Vieux blog, archives

Saute-mouton

Le matin, pendant que la maman est partie à l’étranger pour son travail, je « garde » deux enfants. Je les réveille, je leur prépare le petit déjeuner, je les emmène à l’école. Le mercredi par
contre, je reste avec eux de 8h30 à 14h.
Ces enfants ont un emploi du temps de ministre. Rien qu’hier, je me suis usée à courir toute la matinée à droite et à gauche, et ils avaient encore à courir l’après-midi (mais là, ouf, ce n’était
pas à moi de le faire). Entre l’école (faite pour former une élite), le conservatoire, l’orchestre, la danse (classique et une autre), la chorale, le cirque, c’est à devenir dingue (et nous
sommes aussi allés à la médiathèque).Tellement fatiguée (j’ai encore ma maison et mon gnome), que le soir je suis allée me coucher à 21h.

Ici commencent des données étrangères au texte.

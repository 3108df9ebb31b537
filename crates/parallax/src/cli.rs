use std::path::PathBuf;

use clap::{Parser, Subcommand};

#[derive(Parser, Debug)]
#[command(
    name = "parallax",
    author,
    version,
    about = "Headless driver for the parallax image slider",
    arg_required_else_help = false
)]
pub struct Cli {
    #[command(flatten)]
    pub run: RunArgs,
    #[command(subcommand)]
    pub command: Option<Command>,
}

#[derive(Parser, Debug)]
pub struct RunArgs {
    /// Slider config file; defaults to `slider.toml` in the config directory.
    #[arg(long, value_name = "FILE", env = "PARALLAX_CONFIG", global = true)]
    pub config: Option<PathBuf>,

    /// Viewport size in CSS pixels (e.g. `1440x900`).
    #[arg(
        long,
        value_name = "WIDTHxHEIGHT",
        value_parser = parse_dimensions,
        default_value = "1440x900"
    )]
    pub viewport: (u32, u32),

    /// Listen to touch events instead of mouse events.
    #[arg(long)]
    pub touch: bool,

    /// Pick the input modality from a browser user-agent string.
    #[arg(long, value_name = "UA", conflicts_with = "touch")]
    pub user_agent: Option<String>,

    /// Override a slider tunable (`speed`, `ease`, `threshold`, `rgb_shift`,
    /// `scale_min`, `scale_max`). Repeatable.
    #[arg(long = "set", value_name = "KEY=VALUE", global = true)]
    pub overrides: Vec<String>,

    /// Number of frames to simulate.
    #[arg(long, value_name = "N", default_value_t = 600)]
    pub frames: u64,

    /// JSON input script; a short demo gesture runs when omitted.
    #[arg(long, value_name = "FILE")]
    pub script: Option<PathBuf>,

    /// Write JSON-lines frame snapshots to PATH (`-` for stdout).
    #[arg(long, value_name = "PATH")]
    pub snapshot: Option<PathBuf>,

    /// Snapshot every K-th frame; the last frame is always written.
    #[arg(
        long,
        value_name = "K",
        default_value_t = 60,
        value_parser = clap::value_parser!(u64).range(1..)
    )]
    pub every: u64,

    /// Pace frames at `runtime.frame_interval` instead of running flat out.
    #[arg(long)]
    pub realtime: bool,
}

#[derive(Subcommand, Debug)]
pub enum Command {
    /// Inspect and validate slider configuration.
    Config(ConfigCommand),
}

#[derive(Parser, Debug)]
pub struct ConfigCommand {
    #[command(subcommand)]
    pub action: ConfigAction,
}

#[derive(Subcommand, Debug)]
pub enum ConfigAction {
    /// Parse and validate a config file.
    Check {
        #[arg(value_name = "FILE")]
        file: Option<PathBuf>,
    },
    /// Print the effective configuration as TOML.
    Show,
    /// Show where configuration is looked up.
    Where,
}

pub fn parse() -> Cli {
    Cli::parse()
}

fn parse_dimensions(value: &str) -> Result<(u32, u32), String> {
    let (w, h) = value
        .split_once(['x', 'X'])
        .ok_or_else(|| "expected WIDTHxHEIGHT".to_string())?;
    let width = w
        .trim()
        .parse::<u32>()
        .map_err(|_| "invalid viewport width".to_string())?;
    let height = h
        .trim()
        .parse::<u32>()
        .map_err(|_| "invalid viewport height".to_string())?;
    if width == 0 || height == 0 {
        return Err("viewport dimensions must be greater than zero".into());
    }
    Ok((width, height))
}

#[cfg(test)]
mod tests {
    use super::*;

    #[test]
    fn parses_viewport_dimensions() {
        assert_eq!(parse_dimensions("1440x900").unwrap(), (1440, 900));
        assert_eq!(parse_dimensions(" 800 X 600 ").unwrap(), (800, 600));
        assert!(parse_dimensions("800").is_err());
        assert!(parse_dimensions("0x600").is_err());
        assert!(parse_dimensions("wide x 600").is_err());
    }

    #[test]
    fn run_flags_and_subcommands_parse() {
        let cli = Cli::try_parse_from([
            "parallax",
            "--viewport",
            "1000x800",
            "--set",
            "ease=0.2",
            "--set",
            "speed=3",
            "--frames",
            "10",
            "--snapshot",
            "-",
        ])
        .unwrap();
        assert!(cli.command.is_none());
        assert_eq!(cli.run.viewport, (1000, 800));
        assert_eq!(cli.run.overrides, vec!["ease=0.2", "speed=3"]);
        assert_eq!(cli.run.frames, 10);
        assert_eq!(cli.run.every, 60);

        let cli = Cli::try_parse_from(["parallax", "config", "check", "deck.toml"]).unwrap();
        match cli.command {
            Some(Command::Config(ConfigCommand {
                action: ConfigAction::Check { file },
            })) => assert_eq!(file, Some(PathBuf::from("deck.toml"))),
            other => panic!("unexpected command: {other:?}"),
        }
    }

    #[test]
    fn every_must_be_positive() {
        assert!(Cli::try_parse_from(["parallax", "--every", "0"]).is_err());
    }
}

Les enfants sont en train de craquer, nous ne sommes qu’en début d’année. Trop de choses à faire, ils n’ont même plus le temps de se poser. Le petit, 10 ans, très réservé, a craqué hier soir. Et
de nouveau ce matin, au moment où je le laisse à son école une panique soudaine « mais tu te rends compte ce soir je vais avoir mes devoirs, le solfège, le basson.. », le tout pendant que la plus
jeune, 8 ans, stresse comme une folle à l’idée d’arriver en retard à son école à elle. Même pour son petit déjeuner j’ai eu du mal à la faire asseoir.
Deux boules de nerfs. Je n’ose imaginer demain, entre le conservatoire et le cirque, dans quel état le petit sera. Ces enfants sautent d’une chose à l’autre..

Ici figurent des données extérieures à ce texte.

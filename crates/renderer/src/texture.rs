use std::collections::HashMap;
use std::path::{Path, PathBuf};
use std::sync::Arc;
use std::thread;

use anyhow::{anyhow, Context, Result};
use crossbeam_channel::{Receiver, Sender};
use image::RgbaImage;

use crate::scene::PlaneHandle;

/// Dimensions of the stand-in texture bound while a slide image loads.
pub const PLACEHOLDER_SIZE: (u32, u32) = (800, 600);
/// Fill colour of the stand-in texture (`#555555`).
pub const PLACEHOLDER_COLOR: [u8; 4] = [0x55, 0x55, 0x55, 0xff];

/// Texture bound to a plane's `uTexture` sampler.
#[derive(Clone, Debug)]
pub enum Texture {
    /// Solid colour; backends materialise it on upload.
    Placeholder {
        width: u32,
        height: u32,
        color: [u8; 4],
    },
    Image(Arc<RgbaImage>),
}

impl Texture {
    pub fn placeholder() -> Self {
        Texture::Placeholder {
            width: PLACEHOLDER_SIZE.0,
            height: PLACEHOLDER_SIZE.1,
            color: PLACEHOLDER_COLOR,
        }
    }

    pub fn width(&self) -> u32 {
        match self {
            Texture::Placeholder { width, .. } => *width,
            Texture::Image(image) => image.width(),
        }
    }

    pub fn height(&self) -> u32 {
        match self {
            Texture::Placeholder { height, .. } => *height,
            Texture::Image(image) => image.height(),
        }
    }

    pub fn is_placeholder(&self) -> bool {
        matches!(self, Texture::Placeholder { .. })
    }
}

/// Outcome of an asynchronous texture decode.
#[derive(Clone, Debug)]
pub enum TextureLoad {
    Loaded(Texture),
    Failed(String),
}

/// Completion message delivered by [`TextureLoader::poll`], one per plane.
#[derive(Clone, Debug)]
pub struct TextureEvent {
    pub plane: PlaneHandle,
    pub source: PathBuf,
    pub result: TextureLoad,
}

struct Decoded {
    source: PathBuf,
    result: TextureLoad,
}

/// Decodes slide images on a single background worker and hands the results
/// back to the frame loop without blocking it. Planes that share a source
/// path while it is in flight share one decode.
pub struct TextureLoader {
    requests: Option<Sender<PathBuf>>,
    completed_tx: Sender<Decoded>,
    completed: Receiver<Decoded>,
    waiting: HashMap<PathBuf, Vec<PlaneHandle>>,
}

impl TextureLoader {
    pub fn new() -> Self {
        Self::default()
    }

    pub fn request(&mut self, plane: PlaneHandle, source: impl Into<PathBuf>) {
        let source = source.into();
        if let Some(planes) = self.waiting.get_mut(&source) {
            planes.push(plane);
            return;
        }
        self.waiting.insert(source.clone(), vec![plane]);

        if let Err(err) = self.dispatch(source.clone()) {
            tracing::warn!(error = %err, path = %source.display(), "texture worker unavailable");
            let _ = self.completed_tx.send(Decoded {
                source,
                result: TextureLoad::Failed(format!("{err:#}")),
            });
        }
    }

    /// Drains every completed decode without waiting, fanned out to the
    /// planes that asked for it.
    pub fn poll(&mut self) -> Vec<TextureEvent> {
        let decoded: Vec<_> = self.completed.try_iter().collect();
        let mut events = Vec::new();
        for done in decoded {
            self.fan_out(done, &mut events);
        }
        events
    }

    /// Planes still waiting on a decode.
    pub fn pending(&self) -> usize {
        self.waiting.values().map(Vec::len).sum()
    }

    fn dispatch(&mut self, source: PathBuf) -> Result<()> {
        if self.requests.is_none() {
            self.requests = Some(spawn_worker(self.completed_tx.clone())?);
        }
        if let Some(requests) = &self.requests {
            if requests.send(source).is_err() {
                self.requests = None;
                return Err(anyhow!("texture worker exited"));
            }
        }
        Ok(())
    }

    fn fan_out(&mut self, done: Decoded, events: &mut Vec<TextureEvent>) {
        let planes = self.waiting.remove(&done.source).unwrap_or_default();
        events.extend(planes.into_iter().map(|plane| TextureEvent {
            plane,
            source: done.source.clone(),
            result: done.result.clone(),
        }));
    }
}

impl Default for TextureLoader {
    fn default() -> Self {
        let (completed_tx, completed) = crossbeam_channel::unbounded();
        Self {
            requests: None,
            completed_tx,
            completed,
            waiting: HashMap::new(),
        }
    }
}

/// Starts the decode worker. It exits once the loader drops its request
/// sender.
fn spawn_worker(completed: Sender<Decoded>) -> Result<Sender<PathBuf>> {
    let (sender, receiver) = crossbeam_channel::unbounded::<PathBuf>();
    thread::Builder::new()
        .name("texture-decode".into())
        .spawn(move || {
            for source in receiver {
                let result = match decode(&source) {
                    Ok(texture) => TextureLoad::Loaded(texture),
                    Err(err) => TextureLoad::Failed(format!("{err:#}")),
                };
                if completed.send(Decoded { source, result }).is_err() {
                    break;
                }
            }
        })
        .map_err(|err| anyhow!("failed to spawn texture worker: {err}"))?;
    Ok(sender)
}

fn decode(path: &Path) -> Result<Texture> {
    let image = image::open(path)
        .with_context(|| format!("failed to decode texture {}", path.display()))?;
    Ok(Texture::Image(Arc::new(image.to_rgba8())))
}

En rentrant, j’ai eu besoin de jouer longtemps avec mon fils, de le faire rire, de le savoir détendu.
De me détendre moi-même.

L'Ambre des arbres coulent dans les veines des forêts, ils regardent les fées s'activer autour des humains et le monde meurt de son aveuglement. (Jamais les mots ne disent ce qu'ils pensent.)